--- Task inputs Enclosed Below ---
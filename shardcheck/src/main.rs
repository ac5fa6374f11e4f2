//! Entrypoint for the `shardcheck` CLI: health checks on the config
//! catalogs of a sharded cluster.

#![deny(rustdoc::broken_intra_doc_links, rustdoc::bare_urls, rust_2018_idioms)]
#![warn(
    missing_debug_implementations,
    clippy::explicit_iter_loop,
    clippy::use_self,
    clippy::clone_on_ref_ptr
)]

use clap::Parser;
use dotenvy::dotenv;
use tokio::runtime::Runtime;
use tracing_subscriber::EnvFilter;

mod commands {
    pub mod check;
}

#[derive(Debug, Parser)]
#[clap(
    name = "shardcheck",
    version,
    about = "Audits the shard-metadata of a sharded document database",
    long_about = "Audits the shard-metadata of a sharded document database.\n\n\
    Verifies that each config catalog covers every sharded namespace with a \
    gap-free, overlap-free chunk range from MinKey to MaxKey, and, given \
    several catalogs, rolls each one backwards through its change journal \
    to find the last moment they agreed.\n\n\
    If there is a file named '.env' in the current working directory, it is \
    sourced before loading the configuration.\n\n\
    Configuration is loaded from the following sources (highest precedence first):\n\
        - command line arguments\n\
        - user set environment variables\n\
        - .env file contents\n\
        - pre-configured default values"
)]
struct Config {
    /// Logs: filter directive
    ///
    /// The filter is passed to the tracing subscriber, e.g. "warn",
    /// "info,reconstruct=debug".
    #[clap(
        long = "--log-filter",
        env = "SHARDCHECK_LOG_FILTER",
        default_value = "warn",
        global = true,
        action
    )]
    log_filter: String,

    #[clap(subcommand)]
    command: Command,
}

#[derive(Debug, clap::Subcommand)]
enum Command {
    /// Performs a health check on config catalogs and compares them for
    /// inconsistencies
    Check(commands::check::Config),
}

fn main() {
    // load environment variables from an optional .env next to the tool
    if let Err(e) = dotenv() {
        if !e.not_found() {
            eprintln!("FATAL Error loading config from: {e}");
            std::process::exit(ReturnCode::Failure as _);
        }
    }

    let config = Config::parse();
    init_logging(&config.log_filter);

    let runtime = match Runtime::new() {
        Ok(runtime) => runtime,
        Err(e) => {
            eprintln!("FATAL Error creating tokio runtime: {e}");
            std::process::exit(ReturnCode::Failure as _);
        }
    };

    runtime.block_on(async move {
        match config.command {
            Command::Check(config) => {
                if let Err(e) = commands::check::command(config).await {
                    eprintln!("{e}");
                    std::process::exit(ReturnCode::Failure as _);
                }
            }
        }
    });
}

/// Process exit codes. URI parse failures and unreachable catalogs exit
/// non-zero; metadata findings are report content, not failures.
enum ReturnCode {
    Failure = 1,
}

fn init_logging(filter: &str) {
    // the subscriber is not installed yet, so complain on stderr directly
    let filter = EnvFilter::try_new(filter).unwrap_or_else(|e| {
        eprintln!("invalid log filter ({e}), falling back to `warn`");
        EnvFilter::new("warn")
    });
    tracing_subscriber::fmt()
        .with_env_filter(filter)
        .with_writer(std::io::stderr)
        .init();
}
--- End of Enclosed Task inputs ---
Task brief
Retype only the lines running from the top of the listing to the line that holds "use dotenvy::dotenv;", both ends included.

Answer
filename shardcheck/src/main.rs
repository ac5fa6374f11e4f2
//! Entrypoint for the `shardcheck` CLI: health checks on the config
//! catalogs of a sharded cluster.

#![deny(rustdoc::broken_intra_doc_links, rustdoc::bare_urls, rust_2018_idioms)]
#![warn(
    missing_debug_implementations,
    clippy::explicit_iter_loop,
    clippy::use_self,
    clippy::clone_on_ref_ptr
)]

use clap::Parser;
use dotenvy::dotenv;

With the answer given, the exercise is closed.